Albany High quarterback Emmanul Byrd had a career game Saturday night in his first start of the season for the Indians, throwing for 181 yards in 5-for-6 passing and four TD passes. He also ran for two scores. (Larry G. Williams/Special to The Herald)
ALBANY -- It was opening night for Albany High's Indians Saturday at Hugh Mills Stadium.
They should have worn tuxedos.
Or maybe the kind of scrubs doctors wear when they operate (more on that later).
Go ahead and take a bow, Albany High. Go ahead and take center stage. This team may just be that good, that poised and that ready to rewrite what everyone in this town thinks of the Indians' football program.

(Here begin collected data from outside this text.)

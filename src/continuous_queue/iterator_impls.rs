use super::*;

impl<'a, T> Iterator for Iter<'a, T> {
    type Item = &'a T;

    #[inline]
    fn next(&mut self) -> Option<&'a T> {
        self.front
            .next()
            .or_else(|| self.back.next())
            .and_then(Option::as_ref)
    }

    #[inline]
    fn size_hint(&self) -> (usize, Option<usize>) {
        let len = self.front.len() + self.back.len();
        (len, Some(len))
    }
}

impl<'a, T> DoubleEndedIterator for Iter<'a, T> {
    #[inline]
    fn next_back(&mut self) -> Option<&'a T> {
        self.back
            .next_back()
            .or_else(|| self.front.next_back())
            .and_then(Option::as_ref)
    }
}

impl<'a, T> ExactSizeIterator for Iter<'a, T> {}

impl<'a, T> Clone for Iter<'a, T> {
    fn clone(&self) -> Self {
        Iter {
            front: self.front.clone(),
            back: self.back.clone(),
        }
    }
}

impl<'a, T> Iterator for IterMut<'a, T> {
    type Item = &'a mut T;

    #[inline]
    fn next(&mut self) -> Option<&'a mut T> {
        self.front
            .next()
            .or_else(|| self.back.next())
            .and_then(Option::as_mut)
    }

    #[inline]
    fn size_hint(&self) -> (usize, Option<usize>) {
        let len = self.front.len() + self.back.len();
        (len, Some(len))
    }
}

impl<'a, T> DoubleEndedIterator for IterMut<'a, T> {
    #[inline]
    fn next_back(&mut self) -> Option<&'a mut T> {
        self.back
            .next_back()
            .or_else(|| self.front.next_back())
            .and_then(Option::as_mut)
    }
}

impl<'a, T> ExactSizeIterator for IterMut<'a, T> {}

impl<T, B: Bounds> Iterator for IntoIter<T, B> {
    type Item = T;

    #[inline]
    fn next(&mut self) -> Option<T> {
        self.inner.pop_front().ok()
    }

    #[inline]
    fn size_hint(&self) -> (usize, Option<usize>) {
        let len = self.inner.len();
        (len, Some(len))
    }
}

impl<T, B: Bounds> DoubleEndedIterator for IntoIter<T, B> {
    #[inline]
    fn next_back(&mut self) -> Option<T> {
        self.inner.pop_back().ok()
    }
}

impl<T, B: Bounds> ExactSizeIterator for IntoIter<T, B> {}

impl<'a, T> Iterator for Indexed<'a, T> {
    type Item = (i64, &'a T);

    #[inline]
    fn next(&mut self) -> Option<(i64, &'a T)> {
        let element = self.iter.next()?;
        let index = self.front;
        self.front += 1;
        Some((index, element))
    }

    #[inline]
    fn size_hint(&self) -> (usize, Option<usize>) {
        self.iter.size_hint()
    }
}

impl<'a, T> DoubleEndedIterator for Indexed<'a, T> {
    #[inline]
    fn next_back(&mut self) -> Option<(i64, &'a T)> {
        let element = self.iter.next_back()?;
        Some((self.front + self.iter.len() as i64, element))
    }
}

impl<'a, T> ExactSizeIterator for Indexed<'a, T> {}

impl<'a, T> Clone for Indexed<'a, T> {
    fn clone(&self) -> Self {
        Indexed {
            iter: self.iter.clone(),
            front: self.front,
        }
    }
}

#[cfg(test)]
mod tests {
    use crate::{ContinuousQueue, InclusiveQueue};

    fn wrapped() -> ContinuousQueue<i32> {
        let mut queue: ContinuousQueue<_> = ContinuousQueue::with_capacity(5);
        queue.extend(0..5);
        queue.pop_front().unwrap();
        queue.pop_front().unwrap();
        queue.push_back(5);
        queue.push_back(6);
        queue
    }

    #[test]
    fn test_iter() {
        let queue = wrapped();
        let mut iter = queue.iter();
        assert_eq!(iter.size_hint(), (5, Some(5)));
        assert_eq!(iter.next(), Some(&2));
        assert_eq!(iter.next_back(), Some(&6));
        assert_eq!(iter.len(), 3);
        let rest: Vec<_> = iter.clone().collect();
        assert_eq!(rest, vec![&3, &4, &5]);
        assert_eq!(iter.rev().collect::<Vec<_>>(), vec![&5, &4, &3]);
    }

    #[test]
    fn test_iter_mut() {
        let mut queue = wrapped();
        for element in queue.iter_mut() {
            *element *= 10;
        }
        assert_eq!(queue.iter().cloned().collect::<Vec<_>>(), vec![20, 30, 40, 50, 60]);

        let mut iter = queue.iter_mut();
        *iter.next_back().unwrap() = 0;
        assert_eq!(iter.len(), 4);
        assert_eq!(queue.back(), Ok(&0));
    }

    #[test]
    fn test_into_iter() {
        let mut iter = wrapped().into_iter();
        assert_eq!(iter.len(), 5);
        assert_eq!(iter.next(), Some(2));
        assert_eq!(iter.next_back(), Some(6));
        assert_eq!(iter.collect::<Vec<_>>(), vec![3, 4, 5]);

        let mut queue = wrapped();
        for element in &mut queue {
            *element += 1;
        }
        let collected: Vec<_> = (&queue).into_iter().cloned().collect();
        assert_eq!(collected, vec![3, 4, 5, 6, 7]);
    }

    #[test]
    fn test_indexed() {
        let mut queue: InclusiveQueue<_> = InclusiveQueue::with_capacity(2);
        queue.push_back('c');
        queue.push_front('b');
        queue.push_front('a');
        queue.push_back('d');

        let pairs: Vec<_> = queue.indexed().collect();
        assert_eq!(pairs, vec![(-2, &'a'), (-1, &'b'), (0, &'c'), (1, &'d')]);
        for (index, element) in queue.indexed() {
            assert_eq!(queue.get(index), Ok(element));
        }

        let mut indexed = queue.indexed();
        assert_eq!(indexed.next_back(), Some((1, &'d')));
        assert_eq!(indexed.next(), Some((-2, &'a')));
        assert_eq!(indexed.next_back(), Some((0, &'c')));
        assert_eq!(indexed.next_back(), Some((-1, &'b')));
        assert_eq!(indexed.next_back(), None);
        assert_eq!(indexed.next(), None);
    }

    #[test]
    fn test_empty_iter() {
        let queue: ContinuousQueue<i32> = ContinuousQueue::with_capacity(0);
        assert_eq!(queue.iter().next(), None);
        assert_eq!(queue.indexed().next_back(), None);
    }
}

Think again. Take a long hard look at that 39-7 opening-night win against rival Dougherty and let it sink in. By the way, it wasn't that close. There was a running clock in the fourth quarter and Dougherty scored its only points when Alfred Brown ran for a 26-yard TD with 28 seconds left in the game.
Think again about what you think about Albany High.
"People don't respect us, and some people probably didn't want us to win, but I think we earned some respect (with the win against Dougherty),'' said AHS quarterback Emmanul Byrd, who had a monster night. "We know we're all we've got, but maybe we did earn respect after this.''
Byrd's the one who should have been wearing the doctor's scrubs.
"He was amazing,'' Albany High coach Felton Williams said. "He was a surgeon out there. He executed the game like a surgeon. He was a coach on the field. You couldn't ask for a better game.''
The surgeon carved up Dougherty early, completing five passes in a row in the first half for 181 yards and four touchdowns. Then he ran for two more. Byrd didn't throw a pass in the second half as Albany High eased up after taking a 32-0 halftime lead.
"He's one of the best quarterbacks in the state,'' said receiver Jeconiah Jackson, who was pretty amazing himself. Jackson made three catches -- all for touchdowns -- for 153 yards. Jackson was especially spectacular on his second TD catch -- an 81-yard catch-and-run in which he broke three tackles, spun into the open, and then raced down the left sideline to lift AHS to a 20-0 lead. Byrd's other TD pass went to Gerald Jenkins, who caught a 13-yarder over the middle. Jenkins also had three sacks on defense.
Four touchdown passes and 181 yards in the air in one half may just be the beginning for Byrd, a junior who has been starting since he was a freshman.
"He had a great night,'' said Emmanul's brother, Roscoe Byrd, a two-way lineman and a Herald Dynamite Dozen selection. "But he has so much more that he's going to do. It's going to be scary for other teams.''
Albany High's defense was pretty scary on Saturday. The Indians had six sacks for 30 yards in losses and also made eight other plays for no gain or a loss. Jontavious Morris, a Dynamite Dozen player who starts on both lines, was involved in three sacks and two other plays for losses.
He was upset because all he heard all week was how last year's last-second 16-14 win against Dougherty that came on a field goal at the gun was lucky.
"They were talking all week,'' Morris said. "They said that last year was a fluke, a field goal. They said it was raining. They said that we were lucky.''
End of discussion.
The Indians have a new field goal kicker this season, freshman Eric Carillo.
"I told him before the game not to worry,'' Williams said. "I told him it wouldn't come down to him.''
It didn't -- thanks to Byrd, an unrelenting defense, and an offensive line that controlled the game.
"I give it all to my offensive line,'' Emmanul Byrd said. "They gave me time to throw and my receivers were open. They were great. My line gave me so much time all I had to do was stay poised in the pocket. My coach put me in the right position (to succeed).''
It was a long night for Dougherty, which was led by Brown, who rushed for 71 yards on six carries after taking over at quarterback. Albany held Dougherty to only three yards passing all night.
Dougherty coach Jesse Hicks is trying to turn the program around, and his Trojans face Mitchell next week.
"Never give up,'' Hicks said. "Keep fighting.''
That's where Dougherty is right now, trying to regroup after a tough opening-night loss to an Albany program that has been on the other side of games like this one.
"This was a long time coming,'' Williams said. "It's the best opening night at Albany High since 1989 when we beat Spencer, 38-2. I was the quarterback that night.
"But this win feels better,'' he added. "These kids have worked so hard. They earned this. Yeah, it's been a long time coming.''
Morris chipped in.
"A real long time,'' he said.
And Roscoe Byrd, who is the co-captain of the team along with Morris, completed the thought.
"It feels good, real good to be on the other side,'' he said.